Input |

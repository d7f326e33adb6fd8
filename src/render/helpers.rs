use wgpu::util::DeviceExt;

/// Unit quad in clip space, two triangles.
#[repr(C)]
#[derive(Copy, Clone, bytemuck::Pod, bytemuck::Zeroable)]
pub(crate) struct QuadVertex {
    pub(crate) pos: [f32; 2],
    pub(crate) uv: [f32; 2],
}

const QUAD_VERTICES: [QuadVertex; 4] = [
    QuadVertex { pos: [-1.0, -1.0], uv: [0.0, 1.0] },
    QuadVertex { pos: [1.0, -1.0], uv: [1.0, 1.0] },
    QuadVertex { pos: [1.0, 1.0], uv: [1.0, 0.0] },
    QuadVertex { pos: [-1.0, 1.0], uv: [0.0, 0.0] },
];
const QUAD_INDICES: [u16; 6] = [0, 1, 2, 0, 2, 3];
const QUAD_ATTRIBUTES: [wgpu::VertexAttribute; 2] =
    wgpu::vertex_attr_array![0 => Float32x2, 1 => Float32x2];

/// Plane geometry created once per surface and kept across resizes.
pub(crate) struct QuadGeometry {
    pub(crate) vertices: wgpu::Buffer,
    pub(crate) indices: wgpu::Buffer,
}

impl QuadGeometry {
    pub(crate) fn new(device: &wgpu::Device, label: &str) -> Self {
        let vertices = device.create_buffer_init(&wgpu::util::BufferInitDescriptor {
            label: Some(label),
            contents: bytemuck::cast_slice(&QUAD_VERTICES),
            usage: wgpu::BufferUsages::VERTEX,
        });
        let indices = device.create_buffer_init(&wgpu::util::BufferInitDescriptor {
            label: Some(label),
            contents: bytemuck::cast_slice(&QUAD_INDICES),
            usage: wgpu::BufferUsages::INDEX,
        });
        Self { vertices, indices }
    }

    pub(crate) fn layout() -> wgpu::VertexBufferLayout<'static> {
        wgpu::VertexBufferLayout {
            array_stride: std::mem::size_of::<QuadVertex>() as u64,
            step_mode: wgpu::VertexStepMode::Vertex,
            attributes: &QUAD_ATTRIBUTES,
        }
    }

    pub(crate) fn draw(&self, rpass: &mut wgpu::RenderPass<'_>) {
        rpass.set_vertex_buffer(0, self.vertices.slice(..));
        rpass.set_index_buffer(self.indices.slice(..), wgpu::IndexFormat::Uint16);
        rpass.draw_indexed(0..QUAD_INDICES.len() as u32, 0, 0..1);
    }

    pub(crate) fn destroy(&self) {
        self.vertices.destroy();
        self.indices.destroy();
    }
}

pub(crate) fn create_uniform_buffer(device: &wgpu::Device, label: &str, size: usize) -> wgpu::Buffer {
    device.create_buffer(&wgpu::BufferDescriptor {
        label: Some(label),
        size: size as u64,
        usage: wgpu::BufferUsages::UNIFORM | wgpu::BufferUsages::COPY_DST,
        mapped_at_creation: false,
    })
}

pub(crate) fn uniform_layout_entry(binding: u32, visibility: wgpu::ShaderStages) -> wgpu::BindGroupLayoutEntry {
    wgpu::BindGroupLayoutEntry {
        binding,
        visibility,
        ty: wgpu::BindingType::Buffer {
            ty: wgpu::BufferBindingType::Uniform,
            has_dynamic_offset: false,
            min_binding_size: None,
        },
        count: None,
    }
}

/// Compile one vertex/fragment source pair.
pub(crate) fn shader_pair(
    device: &wgpu::Device,
    label: &str,
    vertex_src: &'static str,
    fragment_src: &'static str,
) -> (wgpu::ShaderModule, wgpu::ShaderModule) {
    let vs = device.create_shader_module(wgpu::ShaderModuleDescriptor {
        label: Some(label),
        source: wgpu::ShaderSource::Wgsl(vertex_src.into()),
    });
    let fs = device.create_shader_module(wgpu::ShaderModuleDescriptor {
        label: Some(label),
        source: wgpu::ShaderSource::Wgsl(fragment_src.into()),
    });
    (vs, fs)
}

pub(crate) struct PipelineSpec<'a> {
    pub(crate) label: &'a str,
    pub(crate) layout: &'a wgpu::PipelineLayout,
    pub(crate) vs: &'a wgpu::ShaderModule,
    pub(crate) vs_entry: &'a str,
    pub(crate) fs: &'a wgpu::ShaderModule,
    pub(crate) fs_entry: &'a str,
    pub(crate) buffers: &'a [wgpu::VertexBufferLayout<'a>],
    pub(crate) topology: wgpu::PrimitiveTopology,
    pub(crate) color_format: wgpu::TextureFormat,
    pub(crate) blend: Option<wgpu::BlendState>,
    pub(crate) depth_stencil: Option<wgpu::DepthStencilState>,
}

pub(crate) fn make_pipeline(device: &wgpu::Device, spec: PipelineSpec<'_>) -> wgpu::RenderPipeline {
    device.create_render_pipeline(&wgpu::RenderPipelineDescriptor {
        label: Some(spec.label),
        layout: Some(spec.layout),
        vertex: wgpu::VertexState {
            module: spec.vs,
            entry_point: Some(spec.vs_entry),
            buffers: spec.buffers,
            compilation_options: wgpu::PipelineCompilationOptions::default(),
        },
        primitive: wgpu::PrimitiveState {
            topology: spec.topology,
            ..Default::default()
        },
        depth_stencil: spec.depth_stencil,
        multisample: wgpu::MultisampleState::default(),
        fragment: Some(wgpu::FragmentState {
            module: spec.fs,
            entry_point: Some(spec.fs_entry),
            targets: &[Some(wgpu::ColorTargetState {
                format: spec.color_format,
                blend: spec.blend,
                write_mask: wgpu::ColorWrites::ALL,
            })],
            compilation_options: wgpu::PipelineCompilationOptions::default(),
        }),
        cache: None,
        multiview: None,
    })
}

pub(crate) const DEPTH_FORMAT: wgpu::TextureFormat = wgpu::TextureFormat::Depth32Float;

pub(crate) fn create_depth_view(device: &wgpu::Device, width: u32, height: u32) -> wgpu::TextureView {
    let texture = device.create_texture(&wgpu::TextureDescriptor {
        label: Some("depth"),
        size: wgpu::Extent3d {
            width: width.max(1),
            height: height.max(1),
            depth_or_array_layers: 1,
        },
        mip_level_count: 1,
        sample_count: 1,
        dimension: wgpu::TextureDimension::D2,
        format: DEPTH_FORMAT,
        usage: wgpu::TextureUsages::RENDER_ATTACHMENT,
        view_formats: &[],
    });
    texture.create_view(&wgpu::TextureViewDescriptor::default())
}

/// Single render pass clearing `view` to `clear` and, when given, `depth` to 1.
pub(crate) fn begin_pass<'a>(
    encoder: &'a mut wgpu::CommandEncoder,
    label: &str,
    view: &'a wgpu::TextureView,
    depth: Option<&'a wgpu::TextureView>,
    clear: [f64; 4],
) -> wgpu::RenderPass<'a> {
    encoder.begin_render_pass(&wgpu::RenderPassDescriptor {
        label: Some(label),
        color_attachments: &[Some(wgpu::RenderPassColorAttachment {
            view,
            resolve_target: None,
            ops: wgpu::Operations {
                load: wgpu::LoadOp::Clear(wgpu::Color {
                    r: clear[0],
                    g: clear[1],
                    b: clear[2],
                    a: clear[3],
                }),
                store: wgpu::StoreOp::Store,
            },
        })],
        depth_stencil_attachment: depth.map(|view| wgpu::RenderPassDepthStencilAttachment {
            view,
            depth_ops: Some(wgpu::Operations {
                load: wgpu::LoadOp::Clear(1.0),
                store: wgpu::StoreOp::Store,
            }),
            stencil_ops: None,
        }),
        timestamp_writes: None,
        occlusion_query_set: None,
    })
}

Problem requirements | The string "blend" marks the lines to copy; report each of them from the data above.

Solution |
    pub(crate) blend: Option<wgpu::BlendState>,
                blend: spec.blend,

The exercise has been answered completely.